Portrait du réseau #20 – Adriana Peyruse

« La crise sanitaire offre des opportunités, elle force à innover, à réinventer des secteurs. »

Adriana Peyruse est diplômée de Sciences Po Bordeaux en 2018. Elle y a suivi un parcours en management de projets et s’est spécialisée sur l’économie sociale et solidaire (ESS) et l’innovation sociale. Elle a créé Les Impacteurs en mars 2020 afin d’aider des organisations à monter des projets à impact positif.


Comment l’envie de faire de l’entrepreneuriat t’est venue ?

Quand je suis arrivée à Sciences Po Bordeaux, j’étais sûre que je serais magistrate. L’année de la mobilité (2A), j’ai décidé de rester en France pour faire du droit. Cette année-là, je me suis aussi investie dans un projet humanitaire et j’ai découvert que j’adorais créer des choses. En 3A, j’ai continué le droit tout en me formant au marketing digital et en m’intéressant à l’innovation technologique, aux start-ups. J’étais tiraillée. Quand je me suis retrouvée à regarder comment se mettre en disponibilité en tant que juge pour monter une boîte, j’ai compris que c’est là-dedans que je voulais aller.


Qu’est-ce qui te plaît dans l’entrepreneuriat ?

Pour moi, ça n’a pas de sens de travailler pour quelqu’un d’autre. Je n’ai pas de motivation si je ne le fais pas pour moi. Je voulais aussi pouvoir concilier vie professionnelle et personnelle, contrôler mon environnement de travail et pouvoir exploser tous les plafonds de rémunération, d’impact et de notoriété si je travaillais bien. Quand on entre dans une grosse entreprise, on sait déjà plus ou moins où on va finir et avec quel argent. Je ne supporte pas d’avoir ce plafond au-dessus de ma tête.


Peux-tu me parler des Impacteurs ?

Nous sommes quatre cofondateurs. Au départ nous étions une agence de conseil très classique en innovation sociale.

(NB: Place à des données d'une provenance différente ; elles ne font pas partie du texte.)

/// Parses `GET /?code=...&state=... HTTP/1.1`.
fn parse_callback(request_line: &str) -> Option<ProviderResult<Callback>> {
    let mut parts = request_line.split_whitespace();
    if parts.next() != Some("GET") {
        return None;
    }
    let target = parts.next()?;
    let url = Url::parse("http://localhost").ok()?.join(target).ok()?;

    let mut code = None;
    let mut state = None;
    let mut error = None;
    let mut description = None;
    for (key, value) in url.query_pairs() {
        match key.as_ref() {
            "code" => code = Some(value.into_owned()),
            "state" => state = Some(value.into_owned()),
            "error" => error = Some(value.into_owned()),
            "error_description" => description = Some(value.into_owned()),
            _ => {}
        }
    }

    if let Some(error) = error {
        let message = match description {
            Some(description) => format!("authorization denied: {}: {}", error, description),
            None => format!("authorization denied: {}", error),
        };
        return Some(Err(ProviderError::authentication(message)));
    }

    match (code, state) {
        (Some(code), Some(state)) => Some(Ok(Callback { code, state })),
        (Some(_), None) => Some(Err(ProviderError::authentication(
            "missing state in callback",
        ))),
        // Not the redirect.
        (None, _) => None,
    }
}

/// PKCE flow state and utilities.
///
/// Implements RFC 7636 (Proof Key for Code Exchange).
#[derive(Debug)]
pub struct PkceFlow {
    /// The code verifier (high-entropy random string).
    pub verifier: String,
    /// The code challenge (SHA-256 hash of verifier, base64url encoded).
    pub challenge: String,
    /// Random state echoed back by the redirect.
    pub state: String,
}

impl PkceFlow {
    /// Creates a new PKCE flow with random verifier and state.
    pub fn new() -> Self {
        let verifier = random_token(CODE_VERIFIER_LENGTH);
        let challenge = Self::compute_challenge(&verifier);
        Self {
            verifier,
            challenge,
            state: random_token(16),
        }
    }

    fn compute_challenge(verifier: &str) -> String {
        URL_SAFE_NO_PAD.encode(Sha256::digest(verifier.as_bytes()))
    }

    /// Builds the authorization URL for the configured tenant.
    pub fn build_auth_url(&self, config: &GraphConfig, redirect_uri: &str) -> ProviderResult<Url> {
        let scope = config.scopes.join(" ");
        Url::parse_with_params(
            &config.authorize_url(),
            &[
                ("client_id", config.credentials.client_id.as_str()),
                ("response_type", "code"),
                ("redirect_uri", redirect_uri),
                ("response_mode", "query"),
                ("scope", scope.as_str()),
                ("code_challenge", self.challenge.as_str()),
                ("code_challenge_method", "S256"),
                ("state", self.state.as_str()),
                ("prompt", "select_account"),
            ],
        )
        .map_err(|e| ProviderError::configuration(format!("invalid authorization URL: {}", e)))
    }
}

impl Default for PkceFlow {
    fn default() -> Self {
        Self::new()
    }
}

fn random_token(len: usize) -> String {
    let mut rng = rand::rng();
    let bytes: Vec<u8> = (0..len).map(|_| rng.random()).collect();
    URL_SAFE_NO_PAD.encode(&bytes)
}

/// Successful answer of the token endpoint.
#[derive(Debug, Deserialize)]
struct TokenResponse {
    access_token: String,
    #[serde(default)]
    refresh_token: Option<String>,
    #[serde(default)]
    expires_in: Option<i64>,
    #[serde(default)]
    scope: Option<String>,
}

/// Error answer of the token endpoint.
#[derive(Debug, Deserialize)]
struct TokenErrorResponse {
    error: String,
    #[serde(default)]
    error_description: Option<String>,
}

impl std::fmt::Display for TokenErrorResponse {
    fn fmt(&self, f: &mut std::fmt::Formatter<'_>) -> std::fmt::Result {
        match &self.error_description {
            // Descriptions come with trace ids on extra lines.
            Some(d) => write!(f, "{}: {}", self.error, d.lines().next().unwrap_or_default()),
            None => write!(f, "{}", self.error),
        }
    }
}

#[cfg(test)]
mod tests {
    use super::*;
    use crate::graph::config::OAuthCredentials;

    fn config() -> GraphConfig {
        GraphConfig::new(OAuthCredentials::public(
            "0a1b2c3d-4e5f-6789-abcd-ef0123456789",
        ))
    }

    #[test]
    fn pkce_verifier_length() {
        let flow = PkceFlow::new();
        // 32 bytes in unpadded base64
        assert_eq!(flow.verifier.len(), 43);
    }

    #[test]
    fn pkce_challenge_matches_rfc_example() {
        // RFC 7636, appendix B.
        let challenge = PkceFlow::compute_challenge("dBjftJeZ4CVP-mB92K27uhbUJU1p1r_wW1gFWFOEjXk");
        assert_eq!(challenge, "E9Melhoa2OwvFrEMTJguCHaoeK1t8URWbuGJSstw-cM");
    }

    #[test]
    fn pkce_values_are_random() {
        let flow1 = PkceFlow::new();
        let flow2 = PkceFlow::new();
        assert_ne!(flow1.challenge, flow2.challenge);
        assert_ne!(flow1.state, flow2.state);
    }

    #[test]
    fn auth_url_format() {
        let flow = PkceFlow::new();
        let url = flow
            .build_auth_url(&config(), "http://localhost:8400")
            .unwrap();

        assert_eq!(url.host_str(), Some("login.microsoftonline.com"));
        assert_eq!(url.path(), "/common/oauth2/v2.0/authorize");

        let pairs: Vec<(String, String)> = url.query_pairs().into_owned().collect();
        let get = |k: &str| {
            pairs
                .iter()
                .find(|(key, _)| key == k)
                .map(|(_, v)| v.as_str())
        };
        assert_eq!(get("client_id"), Some("0a1b2c3d-4e5f-6789-abcd-ef0123456789"));
        assert_eq!(get("redirect_uri"), Some("http://localhost:8400"));
        assert_eq!(get("scope"), Some("offline_access User.Read Calendars.Read"));
        assert_eq!(get("code_challenge_method"), Some("S256"));
        assert_eq!(get("code_challenge"), Some(flow.challenge.as_str()));
        assert_eq!(get("state"), Some(flow.state.as_str()));
    }

    #[test]
    fn callback_with_code() {
        let result = parse_callback("GET /?code=M.C507_abc%2Bdef&state=xyz HTTP/1.1\r\n")
            .unwrap()
            .unwrap();
        assert_eq!(
            result,
            Callback {
                code: "M.C507_abc+def".to_string(),
                state: "xyz".to_string()
            }
        );
    }

    #[test]
    fn callback_with_error() {
        let err = parse_callback(
            "GET /?error=access_denied&error_description=The+user+declined HTTP/1.1\r\n",
        )
        .unwrap()
        .unwrap_err();
        assert!(err.is_authentication());
        assert!(err.message().contains("access_denied: The user declined"));
    }

    #[test]
    fn callback_without_state_is_rejected() {
        let result = parse_callback("GET /?code=abc HTTP/1.1\r\n").unwrap();
        assert!(result.is_err());
    }

    #[test]
    fn unrelated_requests_are_ignored() {
        assert!(parse_callback("GET /favicon.ico HTTP/1.1\r\n").is_none());
        assert!(parse_callback("POST /?code=abc&state=x HTTP/1.1\r\n").is_none());
        assert!(parse_callback("").is_none());
    }

    #[test]
    fn token_error_display() {
        let err: TokenErrorResponse = serde_json::from_str(
            r#"{"error":"invalid_grant","error_description":"AADSTS70008: expired.\r\nTrace ID: 1"}"#,
        )
        .unwrap();
        assert_eq!(err.to_string(), "invalid_grant: AADSTS70008: expired.");
    }
}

Une de nos activités était de faire émerger des projets à impacts positifs au sein d’écoles ou d’entreprises par exemple. Plus récemment, on est parti sur un modèle plus numérique avec une plateforme qui permet d’apprendre à lancer ces projets en mettant à disposition notre expertise. N’importe qui avec une idée peut ainsi la développer. Si on sensibilise tous les entrepreneur.euses à monter ce genre de projets, on peut faire bouger les lignes !


Vous avez lancé la start-up en mars dernier, le Covid-19 a-t-il eu un impact ?

Le premier confinement nous a donné un coup d’énergie majeure. On a eu peur et du coup on a plus bossé. On faisait de très grosses journées et on a profité de ne pas avoir de distraction ou de rendez- vous clients – on travaille aussi dans une agence de stratégie digitale qu’on a créée à quatre – pour prendre du recul et se consacrer au développement. Finalement, ça a été un accélérateur. On travaille beaucoup, peu importe la période, mais le Covid-19 ajoute quand même un stress quant à l’avenir.


Conseillerais-tu à des étudiant.e.s de se lancer dans le contexte actuel ?

Il n’y a pas de bon moment pour entreprendre. La crise sanitaire offre par ailleurs des opportunités, elle force à innover, à réinventer des secteurs. Notre plateforme par exemple avait du sens dans ce contexte. Je pense que l’associatif est une voix à privilégier, monter une association ou des projets associatifs permet d’apprendre les mêmes choses qu’on rencontre dans une boîte mais en prenant moins de risques. C’est aussi l’occasion de rencontrer des gens et pourquoi pas ses futur.es collaboreur.trices.


D’ailleurs, comment les choisit-on ?

C’est indispensable, avant de signer des statuts ensemble, d’avoir expérimenté une collaboration. Ensuite, il faut avoir des conversations sur les ambitions personnelles qui permettent de comprendre les décisions et les comportements des autres, mais aussi se parler de nos modes de fonctionnement, les horaires par exemple. On peut aussi vérifier nos complémentarités.


Quels sont tes objectifs en venant donner des cours d’entrepreneuriat à Sciences Po Bordeaux ?

L’entrepreneuriat n’est pas très connu dans les cursus de type Sciences Po. Je voulais désacraliser la chose et briser les idées reçues. On peut s’attendre à ce que ce soit un truc de capitaliste qui veut gagner beaucoup d’argent, ou au contraire que c’est difficile financièrement. Je veux montrer que n’importe qui peut le faire. Aujourd’hui sur le marché de l’emploi, les « profils entrepreneuriaux » sont valorisés, il s’agit de gens qui ont l’esprit d’initiative, de la créativité, de l’ambition, du culot, qui sont capables de remettre en question l’ordre établi. Et tout cela peut s’apprendre.